> **Records**
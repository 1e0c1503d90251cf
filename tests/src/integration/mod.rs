//! # Integration Scenarios
//!
//! Every scenario talks to [`server::ScriptedServer`], which checks the
//! client's headers and signatures the way the real API does and signs its
//! acknowledgments with a test-only trust anchor key.


mod handshake;
mod requests;
//! # SHA-256 Hashing
//!
//! One-shot SHA-256 helpers and the public key fingerprint type.

use sha2::{Digest, Sha256};
use std::fmt;

/// SHA-256 output (256-bit).
pub type Hash = [u8; 32];

/// Hash data with SHA-256 (one-shot).
pub fn sha256(data: &[u8]) -> Hash {
    Sha256::digest(data).into()
}

/// Hash data with SHA-256 and render as lowercase hex.
pub fn sha256_hex(data: &[u8]) -> String {
    hex::encode(sha256(data))
}

/// SHA-256 hex digest of a public key's canonical PEM encoding.
///
/// Sent as `cpt-ecc-pub` on signed calls instead of the key itself, and
/// echoed back by the server as the `success` field when an account is bound.
#[derive(Clone, Debug, PartialEq, Eq, Hash)]
pub struct PublicKeyFingerprint(String);

impl PublicKeyFingerprint {
    /// Fingerprint a canonical (trimmed) PEM encoding.
    pub fn of_pem(pem: &str) -> Self {
        Self(sha256_hex(pem.trim().as_bytes()))
    }

    /// Wrap a hex digest received from elsewhere (normalized to lowercase).
    pub fn from_hex(hex_digest: &str) -> Self {
        Self(hex_digest.trim().to_ascii_lowercase())
    }

    /// Hex form.
    pub fn as_str(&self) -> &str {
        &self.0
    }

    /// Compare against a hex digest received on the wire.
    pub fn matches(&self, candidate: &str) -> bool {
        use subtle::ConstantTimeEq;
        self.0.as_bytes().ct_eq(candidate.as_bytes()).into()
    }
}

impl fmt::Display for PublicKeyFingerprint {
    fn fmt(&self, f: &mut fmt::Formatter<'_>) -> fmt::Result {
        f.write_str(&self.0)
    }
}
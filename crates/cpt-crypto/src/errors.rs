//! Crypto error types.

use thiserror::Error;

/// Cryptographic operation errors.
#[derive(Debug, Clone, Error, PartialEq, Eq)]
pub enum CryptoError {
    /// The OS entropy source could not be read
    #[error("Entropy source unavailable: {0}")]
    EntropyUnavailable(String),

    /// Requested nonce length is zero
    #[error("Invalid nonce length: {0}")]
    InvalidNonceLength(usize),

    /// Key is on a curve other than secp256k1
    #[error("Unsupported curve: key must be on secp256k1")]
    UnsupportedCurve,

    /// Invalid public key
    #[error("Invalid public key: {0}")]
    InvalidPublicKey(String),

    /// Invalid private key
    #[error("Invalid private key: {0}")]
    InvalidPrivateKey(String),

    /// Imported public key does not belong to the imported private key
    #[error("Public key does not match private key")]
    KeyMismatch,

    /// Key could not be serialized
    #[error("Key encoding failed: {0}")]
    KeyEncoding(String),

    /// Invalid signature format (not 128 hex characters of r || s)
    #[error("Invalid signature format")]
    InvalidSignatureFormat,
}
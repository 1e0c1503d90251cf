//! # Shared-Secret Signing (HMAC-SHA512)
//!
//! Signs the base64 request payload under the secret issued alongside an
//! API key. The output is the lowercase hex of the 64-byte tag.

use hmac::{Hmac, Mac};
use sha2::Sha512;

type HmacSha512 = Hmac<Sha512>;

/// HMAC-SHA512 signer.
///
/// Verification returns a plain `bool`; the authentication layer decides
/// which error a failed comparison becomes.
#[derive(Debug, Clone, Copy, Default)]
pub struct SymmetricSigner;

impl SymmetricSigner {
    /// Create a new signer.
    pub fn new() -> Self {
        Self
    }

    /// Compute `HMAC-SHA512(secret, message)` as lowercase hex.
    pub fn sign(&self, message: &[u8], secret: &[u8]) -> String {
        hex::encode(mac_for(message, secret).finalize().into_bytes())
    }

    /// Recompute the tag and compare with `candidate` in constant time.
    ///
    /// A candidate that is not valid hex is simply a mismatch.
    pub fn verify(&self, message: &[u8], secret: &[u8], candidate: &str) -> bool {
        let Ok(tag) = hex::decode(candidate.trim()) else {
            return false;
        };
        mac_for(message, secret).verify_slice(&tag).is_ok()
    }
}

fn mac_for(message: &[u8], secret: &[u8]) -> HmacSha512 {
    let mut mac =
        <HmacSha512 as Mac>::new_from_slice(secret).expect("HMAC can take key of any size");
    mac.update(message);
    mac
}
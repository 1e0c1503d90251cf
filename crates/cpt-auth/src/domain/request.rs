//! # Authenticated Request Builder
//!
//! Composes an [`Envelope`] with one signer and produces the transport-level
//! request:
//!
//! | Call | Envelope fields added | Headers |
//! |------|-----------------------|---------|
//! | Unsigned GET/POST | none, fields sent as-is | none |
//! | HMAC | timestamp, nonce, endpoint | `cpt-key`, `cpt-hmac` |
//! | ECC | timestamp, nonce, endpoint | `cpt-ecc-pub`, `cpt-ecc-sign` |
//! | ECC new account | timestamp | `cpt-ecc-new`, `cpt-ecc-sign` |

use super::entities::{
    AuthContext, AuthMode, AuthTag, FieldMap, HttpMethod, OutboundRequest, SignedMessage,
    BODY_DATA,
};
use super::envelope::{strip_transport_prefix, Augmentation, Envelope};
use super::errors::{AuthError, StateError};
use base64::engine::general_purpose::STANDARD;
use base64::Engine;
use cpt_crypto::{AsymmetricSigner, EccKeyPair, NonceSource, SymmetricSigner};
use serde_json::Value;
use std::time::{SystemTime, UNIX_EPOCH};
use tracing::{debug, warn};

/// Current time in whole seconds since the Unix epoch.
///
/// # Errors
///
/// `StateError::ClockBeforeEpoch` if the system clock is set before 1970.
pub fn unix_timestamp() -> Result<u64, StateError> {
    seconds_since_epoch(SystemTime::now())
}

fn seconds_since_epoch(now: SystemTime) -> Result<u64, StateError> {
    match now.duration_since(UNIX_EPOCH) {
        Ok(elapsed) => Ok(elapsed.as_secs()),
        Err(e) => {
            warn!(behind_by = ?e.duration(), "System clock is before the Unix epoch");
            Err(StateError::ClockBeforeEpoch)
        }
    }
}

/// Builds unsigned and signed outbound requests.
#[derive(Clone, Debug)]
pub struct RequestBuilder {
    base_url: String,
    transport_prefix: String,
    nonce_length: usize,
    nonces: NonceSource,
    hmac: SymmetricSigner,
    ecdsa: AsymmetricSigner,
}

impl RequestBuilder {
    /// Builder for `base_url`, stripping `transport_prefix` from signed endpoints.
    pub fn new(
        base_url: impl Into<String>,
        transport_prefix: impl Into<String>,
        nonce_length: usize,
    ) -> Self {
        Self {
            base_url: base_url.into(),
            transport_prefix: transport_prefix.into(),
            nonce_length,
            nonces: NonceSource::new(),
            hmac: SymmetricSigner::new(),
            ecdsa: AsymmetricSigner::new(),
        }
    }

    /// Unsigned request; fields are sent unencoded.
    pub fn unsigned(&self, method: HttpMethod, path: &str, fields: FieldMap) -> OutboundRequest {
        OutboundRequest {
            method,
            url: self.url_for(path),
            path: path.to_string(),
            headers: Vec::new(),
            params: fields,
        }
    }

    /// Signed request using `ctx`'s active mode.
    pub fn signed(
        &self,
        ctx: &AuthContext,
        path: &str,
        fields: FieldMap,
        timestamp: u64,
    ) -> Result<OutboundRequest, AuthError> {
        let message = match ctx.mode() {
            AuthMode::Hmac => self.sign_hmac(ctx, path, fields, timestamp)?,
            AuthMode::Ecc => self.sign_ecc(ctx.keypair()?, path, fields, timestamp)?,
        };
        Ok(self.into_request(path, message))
    }

    /// Account-creation style request: carries the full public key.
    pub fn new_account(
        &self,
        keypair: &EccKeyPair,
        path: &str,
        fields: FieldMap,
        timestamp: u64,
    ) -> Result<OutboundRequest, AuthError> {
        let message = self.sign_new_account(keypair, fields, timestamp)?;
        Ok(self.into_request(path, message))
    }

    /// HMAC-sign `fields` for `path`.
    pub fn sign_hmac(
        &self,
        ctx: &AuthContext,
        path: &str,
        fields: FieldMap,
        timestamp: u64,
    ) -> Result<SignedMessage, AuthError> {
        let credentials = ctx.credentials()?;
        let payload = Envelope::new(fields)
            .augment(self.anti_replay(path, timestamp)?)
            .encode()?;
        let signature = self.hmac.sign(payload.as_bytes(), credentials.secret());

        debug!(path, api_key = %credentials.api_key(), "Signed request with HMAC");
        Ok(SignedMessage {
            payload: payload.into_string(),
            signature,
            tag: AuthTag::ApiKey(credentials.api_key().to_string()),
        })
    }

    /// ECDSA-sign `fields` for `path` under `keypair`.
    pub fn sign_ecc(
        &self,
        keypair: &EccKeyPair,
        path: &str,
        fields: FieldMap,
        timestamp: u64,
    ) -> Result<SignedMessage, AuthError> {
        let payload = Envelope::new(fields)
            .augment(self.anti_replay(path, timestamp)?)
            .encode()?;
        let signature = self.ecdsa.sign(payload.as_bytes(), keypair);

        debug!(path, fingerprint = %keypair.fingerprint(), "Signed request with ECC");
        Ok(SignedMessage {
            payload: payload.into_string(),
            signature,
            tag: AuthTag::Fingerprint(keypair.fingerprint().clone()),
        })
    }

    /// ECDSA-sign `fields` as an account-creation message.
    pub fn sign_new_account(
        &self,
        keypair: &EccKeyPair,
        fields: FieldMap,
        timestamp: u64,
    ) -> Result<SignedMessage, AuthError> {
        let payload = Envelope::new(fields)
            .augment(Augmentation {
                timestamp,
                nonce: None,
                endpoint: None,
            })
            .encode()?;
        let signature = self.ecdsa.sign(payload.as_bytes(), keypair);

        Ok(SignedMessage {
            payload: payload.into_string(),
            signature,
            tag: AuthTag::NewAccount(STANDARD.encode(keypair.public_key().pem())),
        })
    }

    fn anti_replay(&self, path: &str, timestamp: u64) -> Result<Augmentation, AuthError> {
        let nonce = self
            .nonces
            .next(self.nonce_length)
            .map_err(AuthError::Crypto)?;

        Ok(Augmentation {
            timestamp,
            nonce: Some(nonce),
            endpoint: Some(strip_transport_prefix(path, &self.transport_prefix).to_string()),
        })
    }

    fn into_request(&self, path: &str, message: SignedMessage) -> OutboundRequest {
        let headers = message.headers();
        let mut params = FieldMap::new();
        params.insert(BODY_DATA.to_string(), Value::String(message.payload));

        OutboundRequest {
            method: HttpMethod::Post,
            url: self.url_for(path),
            path: path.to_string(),
            headers,
            params,
        }
    }

    fn url_for(&self, path: &str) -> String {
        format!(
            "{}/{}",
            self.base_url.trim_end_matches('/'),
            path.trim_start_matches('/')
        )
    }
}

> **Task statement**
Quote the listing word for word from its first line through the line in which "pub type Hash = [u8; 32];" appears.

> **Output of the task**
repository 1e0c1503d90251cf
filename tests/src/integration/mod.rs
//! # Integration Scenarios
//!
//! Every scenario talks to [`server::ScriptedServer`], which checks the
//! client's headers and signatures the way the real API does and signs its
//! acknowledgments with a test-only trust anchor key.


mod handshake;
mod requests;
//! # SHA-256 Hashing
//!
//! One-shot SHA-256 helpers and the public key fingerprint type.

use sha2::{Digest, Sha256};
use std::fmt;

/// SHA-256 output (256-bit).
pub type Hash = [u8; 32];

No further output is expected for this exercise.